With the development of the times, more and more film technology has begun to advance. More and more viewers are able to learn a lot of information before the film is released, such as the approximate investment of the film, the release date, the type of film, and the overall rating of the film in advance, and this information will also be promoted in advance to help the audience choose.

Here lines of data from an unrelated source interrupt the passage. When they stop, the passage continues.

use std::sync::Arc;

use aetherport_identity::Identity;
use aetherport_mux::Session as MuxSession;
use chrono::Utc;
use tokio_tungstenite::tungstenite::{client::IntoClientRequest, http::HeaderValue};
use tokio_util::sync::CancellationToken;
use tracing::{debug, info, warn};

use crate::{
    beacon::{beacon_mux_config, format_http_date, seal_token, WsByteStream},
    messenger::{ChunkedMessenger, NoiseMessenger},
    peer::PeerTransport,
    proxy::{EgressProxy, IngressProxy},
    signal::SignalMessenger,
    Endpoint, EndpointAuthorizer, Error,
};

/// Fetches the beacon's X25519 public key.
pub async fn fetch_public_key(base_url: &str) -> Result<[u8; 32], Error> {
    let url = format!("{}/public-key", base_url.trim_end_matches('/'));
    let body = reqwest::get(&url)
        .await
        .map_err(|error| Error::Signal(format!("fetching the beacon public key failed: {error}")))?
        .bytes()
        .await
        .map_err(|error| Error::Signal(format!("reading the beacon public key failed: {error}")))?;

    body.as_ref()
        .try_into()
        .map_err(|_| Error::Signal(format!("beacon returned a {}-byte public key", body.len())))
}

/// Registers with the beacon as the master for this identity and serves one
/// ingress session per bridged egress.
///
/// The ingress is the handshake initiator on every bridged connection: it
/// knows which CA signed its certificate, so it can lead with the right
/// pre-shared key.
pub async fn run_beacon_ingress(
    base_url: &str,
    identity: Arc<Identity>,
    authorizer: EndpointAuthorizer,
    ice_servers: Vec<String>,
    token: CancellationToken,
) -> Result<(), Error> {
    let beacon_public = fetch_public_key(base_url).await?;
    let date = Utc::now();
    let sealed = seal_token(identity.private_key(), &beacon_public, date)?;
    let ingress_id = bs58::encode(&identity.certificate().details.public_key).into_string();

    let url = format!("{}/ingresses/{ingress_id}", ws_url(base_url));
    let mut request = url
        .clone()
        .into_client_request()
        .map_err(|error| Error::ConfigInvalid(format!("invalid beacon url ({url}): {error}")))?;
    request.headers_mut().insert(
        "date",
        HeaderValue::from_str(&format_http_date(date)).map_err(|error| Error::Signal(error.to_string()))?,
    );
    request
        .headers_mut()
        .insert("x-token", HeaderValue::from_str(&sealed).map_err(|error| Error::Signal(error.to_string()))?);

    let (ws, _) = tokio_tungstenite::connect_async(request)
        .await
        .map_err(|error| Error::Signal(format!("websocket connection to the beacon failed: {error}")))?;
    info!("registered with the beacon at {url}");

    let session = MuxSession::server(WsByteStream::new(ws), beacon_mux_config());
    loop {
        let stream = tokio::select! {
            _ = token.cancelled() => break,
            stream = session.accept_stream() => match stream {
                Ok(stream) => stream,
                Err(_) => break,
            },
        };

        debug!("beacon bridged a new egress");
        let identity = Arc::clone(&identity);
        let authorizer = authorizer.clone();
        let ice_servers = ice_servers.clone();
        let child = token.child_token();
        tokio::spawn(async move {
            let messenger = match NoiseMessenger::initiate(ChunkedMessenger::new(stream), &identity).await {
                Ok(messenger) => messenger,
                Err(error) => {
                    warn!("ingress: peer handshake failed: {error}");
                    return;
                }
            };
            debug!("ingress: peer authenticated: {}", messenger.peer_certificate().details.name);

            let peer = match PeerTransport::new(&ice_servers).await {
                Ok(peer) => peer,
                Err(error) => {
                    warn!("ingress: create peer connection failed: {error}");
                    return;
                }
            };

            let proxy = IngressProxy::new(SignalMessenger::new(messenger), peer, authorizer);
            match proxy.run(child).await {
                Ok(()) => info!("ingress session done"),
                Err(error) => warn!("ingress session failed: {error}"),
            }
        });
    }

    Ok(())
}

/// Attaches to a beacon-registered ingress and runs the egress side of the
/// tunnel over the bridged byte stream.
pub async fn run_beacon_egress(
    ingress_url: &str,
    identity: Arc<Identity>,
    endpoints: Vec<Endpoint>,
    ice_servers: Vec<String>,
    token: CancellationToken,
) -> Result<(), Error> {
    let (ws, _) = tokio_tungstenite::connect_async(ws_url(ingress_url))
        .await
        .map_err(|error| Error::Signal(format!("websocket connection to the beacon failed: {error}")))?;

    let messenger = NoiseMessenger::respond(ChunkedMessenger::new(WsByteStream::new(ws)), &identity).await?;
    debug!("egress: peer authenticated: {}", messenger.peer_certificate().details.name);

    let peer = PeerTransport::new(&ice_servers).await?;
    let proxy = EgressProxy::new(SignalMessenger::new(messenger), peer, endpoints);
    proxy.run(token).await
}

fn ws_url(base: &str) -> String {
    match base {
        _ if base.starts_with("http://") => format!("ws://{}", &base["http://".len()..]),
        _ if base.starts_with("https://") => format!("wss://{}", &base["https://".len()..]),
        _ => base.to_string(),
    }
    .trim_end_matches('/')
    .to_string()
}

This paper selects all the feature films that have been released worldwide from 2022 to 2023, and uses statistical methods to conduct linear regression analysis on six factors: film budget, audience rating, number of votes, popularity value, release date and film duration, and evaluates the impact of each factor on the box office. The six main influencing factors of film budget (budget), audience rating (vote_average), number of votes (vote_count), popularity value (popularity), release date (release_date) and film duration (runtime) have an impact on the total revenue of the film.
2. Methodology
2.1. Scope of Study
The data selected in this paper are 899 feature films (According to the Academy of Motion Picture Arts and Sciences, the American Film Institute and the British Film Institute a feature film runs for more than 40 minutes) [2] released worldwide between January 2022 and December 2023. The data is from the "Full TMDB Films Dataset 2024 (1M Films)" dataset on the Kaggle website, and all the data is from the official TMDB website.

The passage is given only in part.